> What needs to be done: From the line with "Match tag |" through the line with "of title, no", inclusive, return each line of the data below exactly and leave the rest out.

> Entries supplied:
>>>
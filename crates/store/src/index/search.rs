//! Scored fuzzy search over the index snapshot.
//!
//! Searching never re-reads workflow files: all matching runs against the
//! snapshot's titles, tags, and `search_text`. Filters (identity path,
//! mine/shared scope, required tags) apply before scoring; a filtered-out
//! entry contributes nothing. Scoring is additive per the tier table below;
//! results come back sorted by score descending, ties keeping input order.

use gitsavvy_types::{Config, IndexEntry, IndexSnapshot};

/// Which part of the entry produced a match.
#[derive(Debug, Clone, Copy, PartialEq, Eq)]
pub enum MatchField {
    Title,
    Tags,
    Content,
}

/// Filters and knobs for [`fuzzy_search`].
#[derive(Debug, Clone, Default)]
pub struct SearchFilters {
    /// Query text; empty returns every filtered entry at score 1.0.
    pub query: String,
    /// Exact identity-path match (path minus roots and slug).
    pub identity_path: Option<String>,
    /// Keep only entries outside the shared root.
    pub mine: bool,
    /// Keep only entries under the shared root.
    pub shared: bool,
    /// Require every tag, case-insensitive with trimmed whitespace.
    pub tags: Vec<String>,
    /// Truncate the tail when greater than zero.
    pub max_results: usize,
}

/// One ranked search result.
#[derive(Debug, Clone)]
pub struct SearchMatch {
    /// The matching index entry.
    pub entry: IndexEntry,
    /// Additive score; higher ranks earlier.
    pub score: f64,
    /// Fields that contributed to the match.
    pub matches: Vec<MatchField>,
}

/// Case-insensitive substring search over `search_text`; an empty query
/// returns every entry.
pub fn plain_search<'a>(snapshot: &'a IndexSnapshot, query: &str) -> Vec<&'a IndexEntry> {
    let needle = query.trim().to_lowercase();
    snapshot
        .workflows
        .iter()
        .filter(|entry| needle.is_empty() || entry.search_text.contains(&needle))
        .collect()
}

/// Ranked fuzzy search with filters.
pub fn fuzzy_search(snapshot: &IndexSnapshot, filters: &SearchFilters, config: &Config) -> Vec<SearchMatch> {
    let query = filters.query.trim().to_lowercase();
    let wanted_tags: Vec<String> = filters.tags.iter().map(|tag| tag.trim().to_lowercase()).collect();

    let mut results = Vec::new();
    for entry in &snapshot.workflows {
        if !passes_filters(entry, filters, &wanted_tags, config) {
            continue;
        }
        if query.is_empty() {
            results.push(SearchMatch {
                entry: entry.clone(),
                score: 1.0,
                matches: Vec::new(),
            });
            continue;
        }
        let (score, matches) = score_entry(entry, &query);
        results.push(SearchMatch {
            entry: entry.clone(),
            score,
            matches,
        });
    }

    // Stable sort keeps input order on ties.
    results.sort_by(|left, right| right.score.partial_cmp(&left.score).unwrap_or(std::cmp::Ordering::Equal));

    if filters.max_results > 0 && results.len() > filters.max_results {
        results.truncate(filters.max_results);
    }
    results
}

fn passes_filters(entry: &IndexEntry, filters: &SearchFilters, wanted_tags: &[String], config: &Config) -> bool {
    let shared = entry_is_shared(entry, config);
    if filters.mine && shared {
        return false;
    }
    if filters.shared && !shared {
        return false;
    }

    if let Some(wanted_identity) = &filters.identity_path {
        if entry_identity(entry, config) != wanted_identity.trim_matches('/') {
            return false;
        }
    }

    if !wanted_tags.is_empty() {
        let entry_tags: Vec<String> = entry.tags.iter().map(|tag| tag.trim().to_lowercase()).collect();
        if !wanted_tags.iter().all(|wanted| entry_tags.iter().any(|tag| tag == wanted)) {
            return false;
        }
    }
    true
}

fn entry_is_shared(entry: &IndexEntry, config: &Config) -> bool {
    entry.path.starts_with(&format!("{}/", config.workflows.shared_root))
}

/// Reconstruct the identity segment: the entry path minus the leading
/// workflows root and the trailing `/<slug>/workflow.yaml`.
fn entry_identity(entry: &IndexEntry, config: &Config) -> String {
    let mut segments: Vec<&str> = entry.path.split('/').collect();
    if segments.len() < 2 {
        return String::new();
    }
    segments.pop(); // workflow.yaml
    segments.pop(); // slug
    if segments.first() == Some(&config.workflows.root.as_str()) {
        segments.remove(0);
    }
    segments.join("/")
}

/// Score one entry against a lowercase query.
///
/// | Condition                                   | Δscore | Match tag |
/// |---------------------------------------------|--------|-----------|
/// | title == query                              | +100   | title     |
/// | query substring of title (not equal)        | +50    | title     |
/// | title starts with query                     | +30    | —         |
/// | title has query at a word boundary          | +20    | —         |
/// | query fuzzy-subsequence of title, no substr | +15    | title     |
/// | query substring of search_text              | +10    | content   |
/// | some tag == query                           | +25    | tags      |
/// | query substring of some tag                 | +15    | tags      |
/// | query fuzzy-subsequence of some tag         | +8     | tags      |
fn score_entry(entry: &IndexEntry, query: &str) -> (f64, Vec<MatchField>) {
    let title = entry.title.to_lowercase();
    let mut score = 0.0;
    let mut matches = Vec::new();

    if title == query {
        score += 100.0;
        matches.push(MatchField::Title);
    } else if title.contains(query) {
        score += 50.0;
        matches.push(MatchField::Title);
    }
    if title.starts_with(query) {
        score += 30.0;
    }
    if title.contains(&format!(" {query}")) || title.contains(&format!("{query} ")) {
        score += 20.0;
    }
    if !title.contains(query) && is_fuzzy_subsequence(query, &title) {
        score += 15.0;
        matches.push(MatchField::Title);
    }

    if entry.search_text.contains(query) {
        score += 10.0;
        matches.push(MatchField::Content);
    }

    let tags: Vec<String> = entry.tags.iter().map(|tag| tag.trim().to_lowercase()).collect();
    let mut tag_matched = false;
    if tags.iter().any(|tag| tag == query) {
        score += 25.0;
        tag_matched = true;
    }
    if tags.iter().any(|tag| tag.contains(query)) {
        score += 15.0;
        tag_matched = true;
    }
    if tags.iter().any(|tag| is_fuzzy_subsequence(query, tag)) {
        score += 8.0;
        tag_matched = true;
    }
    if tag_matched {
        matches.push(MatchField::Tags);
    }

    (score, matches)
}

/// All characters of `needle` appear in `hay` in order. Single-character
/// needles degrade to a substring check.
fn is_fuzzy_subsequence(needle: &str, hay: &str) -> bool {
    if needle.chars().count() <= 1 {
        return hay.contains(needle);
    }
    let mut hay_characters = hay.chars();
    for needle_character in needle.chars() {
        if !hay_characters.any(|hay_character| hay_character == needle_character) {
            return false;
        }
    }
    true
}

#[cfg(test)]
mod tests {
    use super::*;
    use chrono::Utc;
    use gitsavvy_types::{INDEX_SCHEMA_VERSION, IndexSnapshot};

    fn entry(title: &str, path: &str, tags: &[&str]) -> IndexEntry {
        IndexEntry {
            id: path.trim_end_matches("/workflow.yaml").to_string(),
            title: title.to_string(),
            path: path.to_string(),
            tags: tags.iter().map(|tag| tag.to_string()).collect(),
            updated_at: Utc::now(),
            search_text: format!("{} {}", title.to_lowercase(), tags.join(" ").to_lowercase()),
        }
    }

    fn snapshot(entries: Vec<IndexEntry>) -> IndexSnapshot {
        IndexSnapshot {
            version: INDEX_SCHEMA_VERSION,
            updated_at: Utc::now(),
            workflows: entries,
        }
    }

    #[test]
    fn subsequence_matching() {
        assert!(is_fuzzy_subsequence("tw", "test workflow"));
        assert!(!is_fuzzy_subsequence("tw", "workflow"));
        assert!(is_fuzzy_subsequence("wkf", "workflow"));
        // Single characters degrade to substring.
        assert!(is_fuzzy_subsequence("w", "workflow"));
        assert!(!is_fuzzy_subsequence("z", "workflow"));
    }

    #[test]
    fn exact_title_ranks_first() {
        let snapshot = snapshot(vec![
            entry("deploy staging", "workflows/a/deploy-staging/workflow.yaml", &[]),
            entry("deploy", "workflows/a/deploy/workflow.yaml", &[]),
        ]);
        let results = fuzzy_search(
            &snapshot,
            &SearchFilters {
                query: "deploy".into(),
                ..SearchFilters::default()
            },
            &Config::default(),
        );
        assert_eq!(results[0].entry.title, "deploy");
        assert!(results[0].score > results[1].score);
        assert!(results[0].matches.contains(&MatchField::Title));
    }

    #[test]
    fn fuzzy_and_word_boundary_order() {
        // Query `tw` ranks `test workflow` over `workflow` over `another`;
        // the last two tie at zero and keep input order.
        let snapshot = snapshot(vec![
            entry("test workflow", "workflows/a/test-workflow/workflow.yaml", &[]),
            entry("workflow", "workflows/a/workflow/workflow.yaml", &[]),
            entry("another", "workflows/a/another/workflow.yaml", &[]),
        ]);
        let results = fuzzy_search(
            &snapshot,
            &SearchFilters {
                query: "tw".into(),
                ..SearchFilters::default()
            },
            &Config::default(),
        );
        let titles: Vec<&str> = results.iter().map(|result| result.entry.title.as_str()).collect();
        assert_eq!(titles, vec!["test workflow", "workflow", "another"]);
        assert!(results[0].score > results[1].score);
    }

    #[test]
    fn empty_query_returns_everything_at_one() {
        let snapshot = snapshot(vec![
            entry("a", "workflows/x/a/workflow.yaml", &[]),
            entry("b", "shared/b/workflow.yaml", &[]),
        ]);
        let results = fuzzy_search(&snapshot, &SearchFilters::default(), &Config::default());
        assert_eq!(results.len(), 2);
        assert!(results.iter().all(|result| (result.score - 1.0).abs() < f64::EPSILON));
    }

    #[test]
    fn scope_filters_split_mine_and_shared() {
        let snapshot = snapshot(vec![
            entry("mine", "workflows/alice/mine/workflow.yaml", &[]),
            entry("ours", "shared/ours/workflow.yaml", &[]),
        ]);
        let config = Config::default();

        let mine = fuzzy_search(
            &snapshot,
            &SearchFilters {
                mine: true,
                ..SearchFilters::default()
            },
            &config,
        );
        assert_eq!(mine.len(), 1);
        assert_eq!(mine[0].entry.title, "mine");

        let shared = fuzzy_search(
            &snapshot,
            &SearchFilters {
                shared: true,
                ..SearchFilters::default()
            },
            &config,
        );
        assert_eq!(shared.len(), 1);
        assert_eq!(shared[0].entry.title, "ours");
    }

    #[test]
    fn identity_filter_is_exact() {
        let snapshot = snapshot(vec![
            entry("one", "workflows/platform/alice/one/workflow.yaml", &[]),
            entry("two", "workflows/platform/bob/two/workflow.yaml", &[]),
        ]);
        let results = fuzzy_search(
            &snapshot,
            &SearchFilters {
                identity_path: Some("platform/alice".into()),
                ..SearchFilters::default()
            },
            &Config::default(),
        );
        assert_eq!(results.len(), 1);
        assert_eq!(results[0].entry.title, "one");
    }

    #[test]
    fn tag_filters_are_anded_and_case_insensitive() {
        let snapshot = snapshot(vec![
            entry("both", "workflows/a/both/workflow.yaml", &["Deploy", "k8s"]),
            entry("one", "workflows/a/one/workflow.yaml", &["deploy"]),
        ]);
        let results = fuzzy_search(
            &snapshot,
            &SearchFilters {
                tags: vec![" deploy ".into(), "K8S".into()],
                ..SearchFilters::default()
            },
            &Config::default(),
        );
        assert_eq!(results.len(), 1);
        assert_eq!(results[0].entry.title, "both");
    }

    #[test]
    fn tag_score_tiers_apply_once() {
        let snapshot = snapshot(vec![entry(
            "x",
            "workflows/a/x/workflow.yaml",
            &["deploy", "deployment", "redeploy"],
        )]);
        let results = fuzzy_search(
            &snapshot,
            &SearchFilters {
                query: "deploy".into(),
                ..SearchFilters::default()
            },
            &Config::default(),
        );
        // 25 (exact) + 15 (substring) + 8 (subsequence) + 10 (content), each tier once.
        assert!((results[0].score - 58.0).abs() < f64::EPSILON);
        assert!(results[0].matches.contains(&MatchField::Tags));
    }

    #[test]
    fn max_results_truncates_tail() {
        let snapshot = snapshot(
            (0..10)
                .map(|index| entry(&format!("wf {index}"), &format!("workflows/a/wf-{index}/workflow.yaml"), &[]))
                .collect(),
        );
        let results = fuzzy_search(
            &snapshot,
            &SearchFilters {
                query: "wf".into(),
                max_results: 3,
                ..SearchFilters::default()
            },
            &Config::default(),
        );
        assert_eq!(results.len(), 3);
    }

    #[test]
    fn plain_search_is_substring_over_search_text() {
        let snapshot = snapshot(vec![
            entry("Deploy", "workflows/a/deploy/workflow.yaml", &["k8s"]),
            entry("Cleanup", "workflows/a/cleanup/workflow.yaml", &[]),
        ]);
        assert_eq!(plain_search(&snapshot, "K8S").len(), 1);
        assert_eq!(plain_search(&snapshot, "").len(), 2);
        assert_eq!(plain_search(&snapshot, "nothing").len(), 0);
    }
}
<<<
> Answer box:
/// | Condition                                   | Δscore | Match tag |
/// |---------------------------------------------|--------|-----------|
/// | title == query                              | +100   | title     |
/// | query substring of title (not equal)        | +50    | title     |
/// | title starts with query                     | +30    | —         |
/// | title has query at a word boundary          | +20    | —         |
/// | query fuzzy-subsequence of title, no substr | +15    | title     |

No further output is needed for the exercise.